Not, however, if doing “what you need to win” consists of denouncing him and his policies, apparently.

The fact of the matter is that incumbent politicians distancing themselves from the head of their party in virtually every midterm election, let alone a sixth year midterm, is not just something politicians engage in as part of some observance of tradition.
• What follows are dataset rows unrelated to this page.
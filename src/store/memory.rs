//! In-process document store.
//!
//! Used by tests and local development. Commits are applied to a staged copy
//! of the document map and swapped in only when every write succeeded, which
//! gives the same all-or-nothing behavior as the SQLite backend.

use std::collections::{BTreeMap, HashSet};
use std::sync::{Mutex, MutexGuard};

use async_trait::async_trait;
use serde_json::Value;

use super::{
    apply_updates, DocRef, Document, DocumentStore, FieldUpdate, Fields, StoreError, Transaction,
    Write,
};

#[derive(Debug, Clone)]
struct Stored {
    data: Fields,
    version: u64,
}

#[derive(Debug, Default)]
struct MemoryState {
    docs: BTreeMap<DocRef, Stored>,
    clock: u64,
    failing: HashSet<DocRef>,
}

/// Document store kept entirely in memory.
#[derive(Debug, Default)]
pub struct MemoryStore {
    state: Mutex<MemoryState>,
}

impl MemoryStore {
    /// Create an empty store.
    pub fn new() -> Self {
        Self::default()
    }

    /// Make every write to `doc` fail with [`StoreError::Unavailable`].
    ///
    /// The failure is raised while a commit is being applied, after earlier
    /// writes of the same commit were staged.
    pub fn fail_writes_to(&self, doc: DocRef) {
        if let Ok(mut state) = self.state.lock() {
            state.failing.insert(doc);
        }
    }

    /// Remove all injected write failures.
    pub fn clear_failures(&self) {
        if let Ok(mut state) = self.state.lock() {
            state.failing.clear();
        }
    }

    /// Number of documents in a collection.
    pub fn count(&self, collection: &str) -> usize {
        self.state
            .lock()
            .map(|state| {
                state
                    .docs
                    .keys()
                    .filter(|doc| doc.collection() == collection)
                    .count()
            })
            .unwrap_or(0)
    }

    fn lock(&self) -> Result<MutexGuard<'_, MemoryState>, StoreError> {
        self.state
            .lock()
            .map_err(|_| StoreError::Unavailable("memory store lock poisoned".to_string()))
    }

    fn to_document(doc: &DocRef, stored: &Stored) -> Document {
        Document {
            reference: doc.clone(),
            data: stored.data.clone(),
            version: stored.version,
        }
    }

    fn apply(
        docs: &mut BTreeMap<DocRef, Stored>,
        failing: &HashSet<DocRef>,
        write: &Write,
        version: u64,
    ) -> Result<(), StoreError> {
        if failing.contains(write.doc()) {
            return Err(StoreError::Unavailable(format!(
                "injected write failure on {}",
                write.doc()
            )));
        }

        match write {
            Write::Set { doc, data } => {
                docs.insert(
                    doc.clone(),
                    Stored {
                        data: data.clone(),
                        version,
                    },
                );
            }
            Write::Update { doc, updates } => {
                let stored = docs
                    .get_mut(doc)
                    .ok_or_else(|| StoreError::NotFound(doc.to_string()))?;
                apply_updates(&mut stored.data, updates);
                stored.version = version;
            }
            Write::Delete { doc } => {
                docs.remove(doc);
            }
        }
        Ok(())
    }
}

#[async_trait]
impl DocumentStore for MemoryStore {
    async fn get(&self, doc: &DocRef) -> Result<Option<Document>, StoreError> {
        let state = self.lock()?;
        Ok(state.docs.get(doc).map(|stored| Self::to_document(doc, stored)))
    }

    async fn set(&self, doc: &DocRef, data: Fields) -> Result<(), StoreError> {
        let mut tx = Transaction::new();
        tx.set(doc.clone(), data);
        self.commit(tx).await
    }

    async fn update(&self, doc: &DocRef, updates: &[FieldUpdate]) -> Result<(), StoreError> {
        let mut tx = Transaction::new();
        tx.update(doc.clone(), updates.to_vec());
        self.commit(tx).await
    }

    async fn delete(&self, doc: &DocRef) -> Result<(), StoreError> {
        let mut tx = Transaction::new();
        tx.delete(doc.clone());
        self.commit(tx).await
    }

    async fn list(&self, collection: &str) -> Result<Vec<Document>, StoreError> {
        let state = self.lock()?;
        Ok(state
            .docs
            .iter()
            .filter(|(doc, _)| doc.collection() == collection)
            .map(|(doc, stored)| Self::to_document(doc, stored))
            .collect())
    }

    async fn query_eq(
        &self,
        collection: &str,
        field: &str,
        value: &Value,
    ) -> Result<Vec<Document>, StoreError> {
        let state = self.lock()?;
        Ok(state
            .docs
            .iter()
            .filter(|(doc, stored)| {
                doc.collection() == collection && stored.data.get(field) == Some(value)
            })
            .map(|(doc, stored)| Self::to_document(doc, stored))
            .collect())
    }

    async fn commit(&self, tx: Transaction) -> Result<(), StoreError> {
        let mut state = self.lock()?;

        for guard in tx.reads() {
            let current = state.docs.get(&guard.doc).map(|stored| stored.version);
            if current != guard.version {
                return Err(StoreError::Conflict(guard.doc.to_string()));
            }
        }

        let version = state.clock + 1;
        let mut staged = state.docs.clone();
        for write in tx.writes() {
            Self::apply(&mut staged, &state.failing, write, version)?;
        }

        state.docs = staged;
        state.clock = version;
        Ok(())
    }
}

#[cfg(test)]
mod tests {
    use super::*;
    use crate::store::WriteBatch;
    use serde_json::json;

    fn fields(value: Value) -> Fields {
        match value {
            Value::Object(map) => map,
            _ => panic!("expected object"),
        }
    }

    #[tokio::test]
    async fn test_set_and_get() {
        let store = MemoryStore::new();
        let doc = DocRef::new("users", "u1");
        store
            .set(&doc, fields(json!({"name": "Made"})))
            .await
            .unwrap();

        let found = store.get(&doc).await.unwrap().unwrap();
        assert_eq!(found.get_str("name"), Some("Made"));
        assert!(store.get(&DocRef::new("users", "u2")).await.unwrap().is_none());
    }

    #[tokio::test]
    async fn test_update_missing_document_fails() {
        let store = MemoryStore::new();
        let result = store
            .update(
                &DocRef::new("entries", "1"),
                &[FieldUpdate::increment("comment_count", 1)],
            )
            .await;
        assert!(matches!(result, Err(StoreError::NotFound(_))));
    }

    #[tokio::test]
    async fn test_delete_missing_document_is_ok() {
        let store = MemoryStore::new();
        assert!(store.delete(&DocRef::new("entries", "1")).await.is_ok());
    }

    #[tokio::test]
    async fn test_query_eq_filters_by_collection_and_field() {
        let store = MemoryStore::new();
        store
            .set(&DocRef::new("r", "a"), fields(json!({"thread_id": "t"})))
            .await
            .unwrap();
        store
            .set(&DocRef::new("r", "b"), fields(json!({"thread_id": "x"})))
            .await
            .unwrap();
        store
            .set(&DocRef::new("other", "c"), fields(json!({"thread_id": "t"})))
            .await
            .unwrap();

        let found = store.query_eq("r", "thread_id", &json!("t")).await.unwrap();
        assert_eq!(found.len(), 1);
        assert_eq!(found[0].id(), "a");
    }

    #[tokio::test]
    async fn test_failed_commit_leaves_no_partial_writes() {
        let store = MemoryStore::new();
        let entry = DocRef::new("entries", "1");
        let parent = DocRef::new("entry_responses", "p");
        store.set(&entry, fields(json!({"comment_count": 0}))).await.unwrap();
        store.set(&parent, fields(json!({"reply_count": 0}))).await.unwrap();
        store.fail_writes_to(parent.clone());

        let mut batch = WriteBatch::new();
        batch
            .update(entry.clone(), vec![FieldUpdate::increment("comment_count", 1)])
            .update(parent.clone(), vec![FieldUpdate::increment("reply_count", 1)]);
        assert!(store.commit_batch(batch).await.is_err());

        let entry_doc = store.get(&entry).await.unwrap().unwrap();
        assert_eq!(entry_doc.get_i64("comment_count"), Some(0));
    }

    #[tokio::test]
    async fn test_commit_detects_stale_read() {
        let store = MemoryStore::new();
        let doc = DocRef::new("entries", "1");
        store.set(&doc, Fields::new()).await.unwrap();

        let mut tx = Transaction::new();
        tx.get(&store, &doc).await.unwrap();
        store.delete(&doc).await.unwrap();
        tx.update(doc, vec![FieldUpdate::increment("comment_count", 1)]);

        assert!(matches!(store.commit(tx).await, Err(StoreError::Conflict(_))));
    }

    #[tokio::test]
    async fn test_count() {
        let store = MemoryStore::new();
        store.set(&DocRef::new("c", "1"), Fields::new()).await.unwrap();
        store.set(&DocRef::new("c", "2"), Fields::new()).await.unwrap();
        assert_eq!(store.count("c"), 2);
        assert_eq!(store.count("d"), 0);
    }
}
//! Shared-key authentication for the Pub/Sub push endpoints.

use std::collections::HashMap;
use std::sync::Arc;

use axum::{
    body::Body,
    extract::{Query, State},
    http::Request,
    middleware::Next,
    response::Response,
};

use crate::web::error::ApiError;

/// Header carrying the API key.
pub const API_KEY_HEADER: &str = "x-api-key";

/// Query parameter carrying the API key (push subscriptions cannot set headers).
const API_KEY_PARAM: &str = "key";

/// Expected API key.
#[derive(Debug, Clone)]
pub struct ApiKeyState {
    key: String,
}

impl ApiKeyState {
    /// Create the state for `key`.
    pub fn new(key: impl Into<String>) -> Arc<Self> {
        Arc::new(Self { key: key.into() })
    }

    fn matches(&self, candidate: &str) -> bool {
        !self.key.is_empty() && candidate == self.key
    }
}

/// Reject requests that carry neither a matching `X-API-Key` header nor a
/// matching `key` query parameter.
pub async fn require_api_key(
    State(state): State<Arc<ApiKeyState>>,
    Query(params): Query<HashMap<String, String>>,
    request: Request<Body>,
    next: Next,
) -> Result<Response, ApiError> {
    let header = request
        .headers()
        .get(API_KEY_HEADER)
        .and_then(|value| value.to_str().ok());
    let authorized = header
        .or_else(|| params.get(API_KEY_PARAM).map(String::as_str))
        .map(|key| state.matches(key));

    match authorized {
        Some(true) => Ok(next.run(request).await),
        Some(false) => {
            tracing::warn!(path = %request.uri().path(), "Rejected request with invalid API key");
            Err(ApiError::unauthorized("Invalid API key"))
        }
        None => Err(ApiError::unauthorized("Missing API key")),
    }
}

#[cfg(test)]
mod tests {
    use super::*;

    #[test]
    fn test_matches() {
        let state = ApiKeyState::new("s3cret");
        assert!(state.matches("s3cret"));
        assert!(!state.matches("S3CRET"));
        assert!(!state.matches(""));
    }

    #[test]
    fn test_empty_key_never_matches() {
        let state = ApiKeyState::new("");
        assert!(!state.matches(""));
    }
}
//! Middleware for the HTTP boundary.

pub mod api_key;

pub use api_key::{require_api_key, ApiKeyState, API_KEY_HEADER};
As National Journal columnist Josh Kraushaar noted in his most recent post, Democrats running in tight races who employ their own polling outfits are not uniformly running away from Obama on a hunch.

“All told, the cascading number of controversies and scandals in the president’s second term has fed into the perception that this administration is out of its depth in doing its primary job: managing government,” Kraushaar wrote. “And that’s not good for Democrats, both the party in power and the party associated with an activist federal government.”

He adds that in states where Republican Senate candidates are floundering – Georgia, South Dakota, and Kansas in particular – will only continue to suffer in the polls so long as their races are not “nationalized” and voters do not see those races as referenda on the president’s leadership.

In all, Democrats in red and purple states may benefit from a slight boost in enthusiasm among progressives if they unapologetically embrace Obama. To suggest that it will be enough to overcome the deluge of enthusiasm among Obama’s opponents this cycle, however, smacks of wishful thinking on the part of the president’s supporters.